This would be repeated for each of the pairs (12 in total). We are trimming paired-end reads with the TruSeq3-PE-2 adapters. We are chopping off the first and last 3 bases and if we end up with a sequence less than 36 bases, we get rid of it. We want to make sure that there are enough bases in a read to work with. These parameters can be tweaked for possibly better end results with less being discarded. When Trimmomatic is finished running, it will out put the total number of reads, the total number from both the forward and reverse reads that are kept, the number of only forward reads kept, the number of only reverse reads kept, and the number of discarded reads.
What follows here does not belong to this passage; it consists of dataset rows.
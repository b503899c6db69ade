//! Uniform sampling grid and per-node elevation estimates.

use rayon::prelude::*;

use pcd_core::pointcloud::point::{BoundingBox, PointCloud};

use crate::{
    cancel::CancellationToken, error::FilterError, error::FilterWarning,
    spatial_index::SpatialIndex, stats,
};

/// An M x M lattice spanning a bounding box, edges included.
///
/// Node `(row, col)` sits at `(xs[col], ys[row])`; nodes are stored row by
/// row.
#[derive(Debug, Clone, PartialEq)]
pub struct Grid {
    pub xs: Vec<f64>,
    pub ys: Vec<f64>,
}

impl Grid {
    pub fn new(bbox: &BoundingBox, resolution: usize) -> Self {
        Self {
            xs: linspace(bbox.xmin, bbox.xmax, resolution),
            ys: linspace(bbox.ymin, bbox.ymax, resolution),
        }
    }

    pub fn resolution(&self) -> usize {
        self.xs.len()
    }

    pub fn node_count(&self) -> usize {
        self.xs.len() * self.ys.len()
    }

    pub fn node(&self, row: usize, col: usize) -> [f64; 2] {
        [self.xs[col], self.ys[row]]
    }

    pub fn nodes(&self) -> impl Iterator<Item = [f64; 2]> + '_ {
        self.ys
            .iter()
            .flat_map(move |&y| self.xs.iter().map(move |&x| [x, y]))
    }
}

/// `n` evenly spaced values from `start` to `end`, both included.
///
/// A single sample is `start`. The last sample is pinned to `end` so that
/// rounding never places a node outside the box.
fn linspace(start: f64, end: f64, n: usize) -> Vec<f64> {
    match n {
        0 => Vec::new(),
        1 => vec![start],
        _ => {
            let step = (end - start) / (n - 1) as f64;
            (0..n)
                .map(|i| {
                    if i == n - 1 {
                        end
                    } else {
                        (start + step * i as f64).min(end)
                    }
                })
                .collect()
        }
    }
}

/// Estimated elevation at every node of a grid.
#[derive(Debug, Clone, PartialEq)]
pub struct SurfaceEstimate {
    pub grid: Grid,
    /// Row-major, one value per node.
    pub elevations: Vec<f64>,
}

impl SurfaceEstimate {
    pub fn elevation(&self, row: usize, col: usize) -> f64 {
        self.elevations[row * self.grid.resolution() + col]
    }
}

/// Averages the elevations of the nearest points around each grid node.
#[derive(Debug, Clone, Copy)]
pub struct GridSurfaceEstimator {
    pub resolution: usize,
    pub neighbors: usize,
}

impl GridSurfaceEstimator {
    pub fn new(resolution: usize, neighbors: usize) -> Self {
        Self {
            resolution,
            neighbors,
        }
    }

    /// Builds the grid over the cloud's extent and estimates every node.
    ///
    /// Returns `Ok(None)` for an empty cloud. A neighbour count larger than
    /// the cloud is clamped and reported through `warnings`.
    pub fn estimate(
        &self,
        point_cloud: &PointCloud,
        token: &CancellationToken,
        warnings: &mut Vec<FilterWarning>,
    ) -> Result<Option<SurfaceEstimate>, FilterError> {
        let Some(bbox) = point_cloud.bounding_box() else {
            return Ok(None);
        };

        let k = if self.neighbors > point_cloud.len() {
            log::warn!(
                "neighbor count {} exceeds {} points, clamping",
                self.neighbors,
                point_cloud.len()
            );
            warnings.push(FilterWarning::NeighborsClamped {
                requested: self.neighbors,
                available: point_cloud.len(),
            });
            point_cloud.len()
        } else {
            self.neighbors
        };

        let grid = Grid::new(&bbox, self.resolution);
        let index = SpatialIndex::new(point_cloud);
        let m = grid.resolution();
        let mut elevations = vec![0.0; grid.node_count()];

        // each row owns a disjoint slice of the output
        elevations
            .par_chunks_mut(m.max(1))
            .enumerate()
            .try_for_each(|(row, out)| {
                token.check()?;
                let mut zs = Vec::with_capacity(k);
                for (col, slot) in out.iter_mut().enumerate() {
                    zs.clear();
                    zs.extend(
                        index
                            .nearest(grid.node(row, col), k)
                            .iter()
                            .map(|n| point_cloud.points[n.index].z),
                    );
                    *slot = stats::mean(&zs).unwrap_or(f64::NAN);
                }
                Ok::<(), FilterError>(())
            })?;

        log::debug!(
            "estimated {} grid nodes ({}x{}) from {} neighbors each",
            grid.node_count(),
            m,
            m,
            k
        );

        Ok(Some(SurfaceEstimate { grid, elevations }))
    }
}

#[cfg(test)]
mod tests {
    use pcd_core::pointcloud::point::Point;

    use super::*;

    #[test]
    fn linspace_includes_edges() {
        assert_eq!(linspace(0.0, 1.0, 5), vec![0.0, 0.25, 0.5, 0.75, 1.0]);
        assert_eq!(linspace(3.0, 9.0, 1), vec![3.0]);
        assert_eq!(linspace(2.0, 2.0, 3), vec![2.0, 2.0, 2.0]);
    }

    #[test]
    fn grid_nodes_inside_box() {
        let bbox = BoundingBox {
            xmin: 0.1,
            xmax: 0.7,
            ymin: -3.3,
            ymax: 1.9,
        };
        let grid = Grid::new(&bbox, 7);
        assert_eq!(grid.node_count(), 49);
        assert!(grid.nodes().all(|[x, y]| bbox.contains(x, y)));
        assert_eq!(grid.node(0, 0), [0.1, -3.3]);
        assert_eq!(grid.node(6, 6), [0.7, 1.9]);
    }

    #[test]
    fn single_node_grid_sits_at_min_corner() {
        let bbox = BoundingBox {
            xmin: 1.0,
            xmax: 4.0,
            ymin: 2.0,
            ymax: 8.0,
        };
        let grid = Grid::new(&bbox, 1);
        assert_eq!(grid.nodes().collect::<Vec<_>>(), vec![[1.0, 2.0]]);
    }

    #[test]
    fn node_elevation_is_neighbor_mean() {
        let points = vec![
            Point::new(0.0, 0.0, 1.0),
            Point::new(0.1, 0.0, 3.0),
            Point::new(10.0, 10.0, 100.0),
            Point::new(9.9, 10.0, 200.0),
        ];
        let pc = PointCloud::new(points);
        let mut warnings = Vec::new();
        let surface = GridSurfaceEstimator::new(2, 2)
            .estimate(&pc, &CancellationToken::new(), &mut warnings)
            .unwrap()
            .unwrap();

        assert_eq!(surface.elevation(0, 0), 2.0);
        assert_eq!(surface.elevation(1, 1), 150.0);
        assert!(warnings.is_empty());
    }

    #[test]
    fn neighbors_clamped_with_warning() {
        let pc = PointCloud::new(vec![
            Point::new(0.0, 0.0, 1.0),
            Point::new(1.0, 1.0, 2.0),
        ]);
        let mut warnings = Vec::new();
        let surface = GridSurfaceEstimator::new(3, 10)
            .estimate(&pc, &CancellationToken::new(), &mut warnings)
            .unwrap()
            .unwrap();

        assert!(surface.elevations.iter().all(|&z| z == 1.5));
        assert_eq!(
            warnings,
            vec![FilterWarning::NeighborsClamped {
                requested: 10,
                available: 2
            }]
        );
    }

    #[test]
    fn cancelled_before_start() {
        let pc = PointCloud::new(vec![Point::new(0.0, 0.0, 0.0)]);
        let token = CancellationToken::new();
        token.cancel();
        let result = GridSurfaceEstimator::new(4, 1).estimate(&pc, &token, &mut Vec::new());
        assert_eq!(result, Err(FilterError::Cancelled));
    }
}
The highest number of reads dropped was from trimming SRR2121786, where 20.55% dropped. Most reads were between 5% and 10% dropped. SRR2121786, SRR2121787, and SRR2121779 had sequence drops greater than 15%.

The trimmed reads can be analyzed again with FastQC to see how well the trimming worked to make the file better quality. After running FastQC on the trimmed files we see that the quality of those that were really bad quality were improved. There were a few different metrics throughout all of the files that bounced from a warning before the failing, or from passing before to a warning, and so forth, overall creating better quality read files.

## Alignment

### Using Tophat

Tophat can be installed using the same **conda install** (***conda install \-c bioconda tophat***). When this is finished installing, then we will need to get the mouse genome from the [Johns Hopkins Univeristy Center for computational BIology](http://ccb.jhu.edu/software/tophat/igenomes.shtml). The version of the mouse genome that I am using here is the [NCBI build37.2](ftp://igenome:G3nom3s4u@ussd-ftp.illumina.com/Mus_musculus/NCBI/build37.2/Mus_musculus_NCBI_build37.2.tar.gz). Instead of downloading this from the website and having to move it to the cluser, I will just download it using wget into the folder that has the raw reads, trimmed reads, and the FastQC files.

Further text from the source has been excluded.